What's New in SAS Data Integration Studio 4.901

Overview

The main enhancements and changes for the third maintenance release for SAS 9.4 for SAS Data Integration Studio include the following:
  • added three new transformations including Fork, Fork End, and Wait For Completion nodes
  • revised the command-line deployment tool for scheduling batch deployments
  • added two new options to the SAS LASR Analytic Loader transformation
  • added support for Hadoop (Hive), HAWQ, Impala, LASR, PI, or SASHDAT engines
  • enhanced the Loop transformation
  • added PI LIBNAME engine support
  • added the HAWQ source designer

New Fork, Fork End, and Wait for Completion Transformations

The Fork transformation allows pieces of a SAS job to be run in parallel with other pieces of SAS code. Each piece run in parallel is demarcated by the Fork and Fork End transformations. The Wait For Completion transformation uses the output from multiple Fork transformations, allows the job to wait for all or any of the processes to complete, and then creates a single output.

Revised Command-Line Deployment Tool

The revised command-line batch deployment tool enables users to batch deploy many jobs at once using a simple command-line interface. The user invokes an executable named “DeployJobs.exe” and supplies parameters to control its behavior. The BatchJobDeployment class retrieves the source code for each job, stores it on the application server specified by the user, and then calls another class, AppMethods, to handle the actual job deployment. All options are specified as arguments to the “DeployJobs” executable, so a manifest file is no longer required. The tool can also be used on platforms previously unsupported such as z/OS. See Using a Command Line to Deploy Jobs for more information.

New SAS LASR Analytic Server Loader Transformation Options

Two new options include the following:
  • Use the SASIOLA engine for loading, which triggers different load methods.
  • Update table metadata for the target tables, which generates PROC METALIB to update metadata at run time on the table metadata for the target.
See the SAS Data Integration Studio Help topic on Options tab of the SAS LASR Analytic Server Loader transformation for additional information.

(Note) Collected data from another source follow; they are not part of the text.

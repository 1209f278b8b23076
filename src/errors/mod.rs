use rusqlite::ffi;
use thiserror::Error;

#[derive(Error, Debug)]
pub enum GatorError {
    // Configuration errors
    #[error("Configuration error: {0}")]
    Config(String),

    // User input errors
    #[error("Invalid arguments: {0}")]
    InvalidArgs(String),

    #[error("Invalid feed URL: {0}")]
    InvalidUrl(String),

    // Business errors
    #[error("Not found: {0}")]
    NotFound(String),

    #[error("Already exists: {0}")]
    DuplicateKey(String),

    // Network errors
    #[error("HTTP request failed: {0}")]
    Http(#[from] reqwest::Error),

    // Parsing errors
    #[error("Feed parsing failed: {0}")]
    FeedParse(String),

    // Storage errors
    #[error("Database error: {0}")]
    Database(#[from] rusqlite::Error),

    #[error("Storage lock poisoned: a previous database operation panicked")]
    LockPoisoned,

    // IO errors
    #[error("IO error: {0}")]
    Io(#[from] std::io::Error),

    #[error("Serialization error: {0}")]
    Json(#[from] serde_json::Error),
}

impl GatorError {
    /// Map a failed insert to `DuplicateKey` when SQLite rejected it on a
    /// unique or primary key constraint.
    pub fn from_insert(err: rusqlite::Error, what: impl Into<String>) -> Self {
        match &err {
            rusqlite::Error::SqliteFailure(e, _)
                if e.extended_code == ffi::SQLITE_CONSTRAINT_UNIQUE
                    || e.extended_code == ffi::SQLITE_CONSTRAINT_PRIMARYKEY =>
            {
                GatorError::DuplicateKey(what.into())
            }
            _ => GatorError::Database(err),
        }
    }

    pub fn is_not_found(&self) -> bool {
        matches!(self, GatorError::NotFound(_))
    }
}

pub type GatorResult<T> = Result<T, GatorError>;
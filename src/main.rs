use std::io;

use clap::Parser;

use gator::cli::{handlers, Cli, Commands};
use gator::config::Config;
use gator::domain::User;
use gator::errors::GatorResult;
use gator::logging;
use gator::services::{FeedService, FetchScheduler, UserService};
use gator::sources::RssAtomFetcher;
use gator::storage::sqlite::{
    SqliteFeedFollowRepository, SqliteFeedRepository, SqliteStorage, SqliteUserRepository,
};

fn main() {
    if let Err(e) = run() {
        eprintln!("Error: {}", e);
        std::process::exit(1);
    }
}

fn run() -> GatorResult<()> {
    let cli = Cli::parse();

    // Load configuration
    let config = Config::from_env()?.with_overrides(cli.db.clone(), cli.user.clone());
    logging::init(&config.log_level);

    // Initialize storage
    let storage = SqliteStorage::new(&config.db_path)?;
    let users = UserService::new(SqliteUserRepository::new(storage.clone()));
    let feeds = FeedService::new(
        SqliteFeedRepository::new(storage.clone()),
        SqliteFeedFollowRepository::new(storage.clone()),
    );

    let stdout = io::stdout();
    let mut out = stdout.lock();

    match cli.command {
        Commands::Register { name } => handlers::register(&users, name.as_deref(), &mut out),
        Commands::Users => handlers::users(&users, config.current_user.as_deref(), &mut out),
        Commands::Reset => handlers::reset(&users, &mut out),
        Commands::Rss {
            duration,
            max_ticks,
        } => {
            let scheduler =
                FetchScheduler::new(SqliteFeedRepository::new(storage), RssAtomFetcher::new());
            handlers::rss(&scheduler, duration.as_deref(), max_ticks, &mut out)
        }
        Commands::Addfeed { name, url } => {
            let user = resolve_user(&config, &users)?;
            handlers::add_feed(&feeds, &user, name.as_deref(), url.as_deref(), &mut out)
        }
        Commands::Feeds { json } => handlers::feeds(&feeds, json, &mut out),
        Commands::Follow { url } => {
            let user = resolve_user(&config, &users)?;
            handlers::follow(&feeds, &user, url.as_deref(), &mut out)
        }
        Commands::Following => {
            let user = resolve_user(&config, &users)?;
            handlers::following(&feeds, &user, &mut out)
        }
        Commands::Unfollow { url } => {
            let user = resolve_user(&config, &users)?;
            handlers::unfollow(&feeds, &user, url.as_deref(), &mut out)
        }
    }
}

/// Look up the user named by `--user` / `GATOR_USER`.
fn resolve_user(config: &Config, users: &UserService<SqliteUserRepository>) -> GatorResult<User> {
    let name = config.require_user()?;
    users.get(name)
}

Updated Support for Hadoop (Hive), HAWQ, Impala, LASR, PI, or SASHDAT Engines

The UPDATE statement is not supported by Hadoop (Hive), HAWQ, Impala, LASR, PI, or SASHDAT engines, so they cannot be used as target tables in the following transformations:
  • SCD Type 1
  • SCD Type 2
  • SQL Delete
  • SQL Insert Rows
  • SQL Update
  • Table Loader (with a PI target table)
See General Usage Notes for more information.

Enhancement to the Loop Transformation

The Loop transformation has been enhanced so that you can create a single job with two loops where the second loop is contained within the first loop.

Added PI LIBNAME Engine Support

Added support for the PI LIBNAME engine to register PI tables in the source designer, and to read and write PI tables. SeeTable Loader Notes When Using the PI System as a Target for any restrictions.

Added HAWQ Source Designer

Added support for Hadoop With Query (HAWQ) source designer that provides an SQL interface to store data natively in the Hadoop Distributed File System (HDFS). See Table Loader Notes When Using HAWQ as a Target for any restrictions.